Other topics on the leaders’ agenda were thought to have been the Franco-Belgian bank Dexia, Europe’s first bank to fall victim to the debt crisis.
Germany and France have differed over how to recapitalise Europe’s banks, said by some to require between 100bn and 200bn euros to withstand the sovereign debt crisis.
Paris is believed to want to use the eurozone’s bailout fund – the European Financial Stability Facility (EFSF) – to recapitalise its own banks, while Berlin is insisting the fund should be used as a last resort.
Most leading economists believe that, to be effective, the eurozone need to have a stronger fiscal authority instead of tying themselves to the moribund growth and stability pact, which they say was rather for recession and not for growth.

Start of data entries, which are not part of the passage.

//! Multi-bin Poisson model marginalized over a nuisance ensemble.
//!
//! ```text
//! L(mu) = (1/T) Σ_t Π_i Poisson(N_i | mu * r_ti + b_ti)
//! ```
//!
//! Each draw `t` is one joint "systematic universe": responses and
//! backgrounds for every bin were sampled together, so cross-bin correlations
//! survive the average.

use std::borrow::Cow;

use rand::{Rng, RngCore};
use rayon::prelude::*;

use crate::error::AppError;
use crate::math::{ln_factorials, ln_poisson, log_sum_exp};
use crate::models::{CountingModel, check_inputs, sample_poisson, suggest_range_from_totals};

/// Ensembles at least this large are evaluated in parallel.
pub const PARALLEL_MIN_DRAWS: usize = 512;

/// One joint nuisance draw: a response and a background per bin.
#[derive(Debug, Clone, PartialEq)]
pub struct Draw {
    pub response: Vec<f64>,
    pub background: Vec<f64>,
}

impl Draw {
    pub fn new(response: Vec<f64>, background: Vec<f64>) -> Self {
        Self { response, background }
    }
}

#[derive(Debug, Clone)]
pub struct MultiPoisson {
    labels: Vec<String>,
    counts: Vec<u64>,
    ln_fact: Vec<f64>,
    draws: Vec<Draw>,
}

impl MultiPoisson {
    /// Build from observed counts and an ensemble, with default labels `bin1..binN`.
    pub fn new(counts: Vec<u64>, draws: Vec<Draw>) -> Result<Self, AppError> {
        let labels = (1..=counts.len()).map(|i| format!("bin{i}")).collect();
        Self::with_labels(labels, counts, draws)
    }

    pub fn with_labels(labels: Vec<String>, counts: Vec<u64>, draws: Vec<Draw>) -> Result<Self, AppError> {
        let nbins = counts.len();
        if nbins == 0 {
            return Err(AppError::format("Model needs at least one bin."));
        }
        if labels.len() != nbins {
            return Err(AppError::format(format!(
                "{} labels given for {nbins} bins.",
                labels.len()
            )));
        }
        if draws.is_empty() {
            return Err(AppError::format("Nuisance ensemble is empty; need at least one draw."));
        }
        for (t, draw) in draws.iter().enumerate() {
            if draw.response.len() != nbins || draw.background.len() != nbins {
                return Err(AppError::format(format!(
                    "Draw {} has {} responses and {} backgrounds; expected {nbins} of each.",
                    t + 1,
                    draw.response.len(),
                    draw.background.len()
                )));
            }
            let bad = draw
                .response
                .iter()
                .chain(draw.background.iter())
                .find(|v| !v.is_finite() || **v < 0.0);
            if let Some(v) = bad {
                return Err(AppError::format(format!(
                    "Draw {} contains an invalid value {v}; responses and backgrounds must be finite and >= 0.",
                    t + 1
                )));
            }
        }

        let ln_fact = ln_factorials(&counts);
        tracing::debug!(nbins, draws = draws.len(), "multi-poisson model built");
        Ok(Self {
            labels,
            counts,
            ln_fact,
            draws,
        })
    }

    /// Scale every response by a global luminosity (cross-section interpretation).
    pub fn with_luminosity(mut self, lumi: f64) -> Result<Self, AppError> {
        if !(lumi.is_finite() && lumi > 0.0) {
            return Err(AppError::range(format!("Luminosity must be finite and > 0, got {lumi}.")));
        }
        for draw in &mut self.draws {
            for r in &mut draw.response {
                *r *= lumi;
            }
        }
        Ok(self)
    }

    pub fn draws(&self) -> &[Draw] {
        &self.draws
    }

    pub fn ndraws(&self) -> usize {
        self.draws.len()
    }

    /// The same bins and counts with the ensemble reduced to draw `index` (0-based).
    pub fn single_draw(&self, index: usize) -> Result<Self, AppError> {
        let draw = self.draws.get(index).ok_or_else(|| {
            AppError::range(format!(
                "Draw index {index} is out of range; the ensemble has {} draws.",
                self.draws.len()
            ))
        })?;
        Ok(Self {
            labels: self.labels.clone(),
            counts: self.counts.clone(),
            ln_fact: self.ln_fact.clone(),
            draws: vec![draw.clone()],
        })
    }

    /// Per-bin ensemble mean of the response.
    pub fn mean_response(&self) -> Vec<f64> {
        self.column_means(|d| &d.response)
    }

    /// Per-bin ensemble mean of the background.
    pub fn mean_background(&self) -> Vec<f64> {
        self.column_means(|d| &d.background)
    }

    fn column_means(&self, pick: impl Fn(&Draw) -> &Vec<f64>) -> Vec<f64> {
        let mut sums = vec![0.0; self.counts.len()];
        for draw in &self.draws {
            for (s, v) in sums.iter_mut().zip(pick(draw)) {
                *s += v;
            }
        }
        let t = self.draws.len() as f64;
        sums.into_iter().map(|s| s / t).collect()
    }

    fn ln_draw(data: &[u64], ln_fact: &[f64], draw: &Draw, mu: f64) -> f64 {
        let mut sum = 0.0;
        for i in 0..data.len() {
            let mean = mu * draw.response[i] + draw.background[i];
            sum += ln_poisson(data[i], mean, ln_fact[i]);
            if sum == f64::NEG_INFINITY {
                break;
            }
        }
        sum
    }
}

impl CountingModel for MultiPoisson {
    fn nbins(&self) -> usize {
        self.counts.len()
    }

    fn counts(&self) -> &[u64] {
        &self.counts
    }

    fn labels(&self) -> &[String] {
        &self.labels
    }

    fn ln_likelihood(&self, data: &[u64], mu: f64) -> Result<f64, AppError> {
        check_inputs(self.nbins(), data, mu)?;
        let ln_fact: Cow<'_, [f64]> = if data == self.counts.as_slice() {
            Cow::Borrowed(self.ln_fact.as_slice())
        } else {
            Cow::Owned(ln_factorials(data))
        };

        // Ordered collection then a serial reduction: identical to the serial path.
        let terms: Vec<f64> = if self.draws.len() >= PARALLEL_MIN_DRAWS {
            self.draws
                .par_iter()
                .map(|d| Self::ln_draw(data, &ln_fact, d, mu))
                .collect()
        } else {
            self.draws
                .iter()
                .map(|d| Self::ln_draw(data, &ln_fact, d, mu))
                .collect()
        };

        Ok(log_sum_exp(&terms) - (self.draws.len() as f64).ln())
    }

    fn generate(&self, mu: f64, rng: &mut dyn RngCore) -> Result<Vec<u64>, AppError> {
        if !mu.is_finite() {
            return Err(AppError::range(format!("Parameter of interest must be finite, got {mu}.")));
        }
        let t = rng.gen_range(0..self.draws.len());
        let draw = &self.draws[t];
        (0..self.nbins())
            .map(|i| sample_poisson(mu * draw.response[i] + draw.background[i], &mut *rng))
            .collect()
    }

    fn suggest_range(&self) -> (f64, f64) {
        let n: f64 = self.counts.iter().map(|&c| c as f64).sum();
        let a: f64 = self.mean_response().iter().sum();
        let b: f64 = self.mean_background().iter().sum();
        suggest_range_from_totals(n, a, b)
    }
}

Both Chancellor Merkel and President Sarkozy had in recent days met with visiting IMF chief Christine Lagarde. The IMF chief visited Mr Sarkozy in Paris on Saturday and was in Berlin to see Mrs Merkel on Thursday, when the two women were joined by World Bank President Robert Zoellick.
French banks are seen by analysts as over-exposed to Greek, Italian and Spanish debt, and leaders want to prevent any new bigger reduction in Greece’s debt which might trigger a banking crisis across Europe.
German Finance Minister Wolfgang Schäuble told the Frankfurter Allgemeine Zeitung that efforts were needed to “ensure that the banks have sufficient capital to prepare for possible further reduction.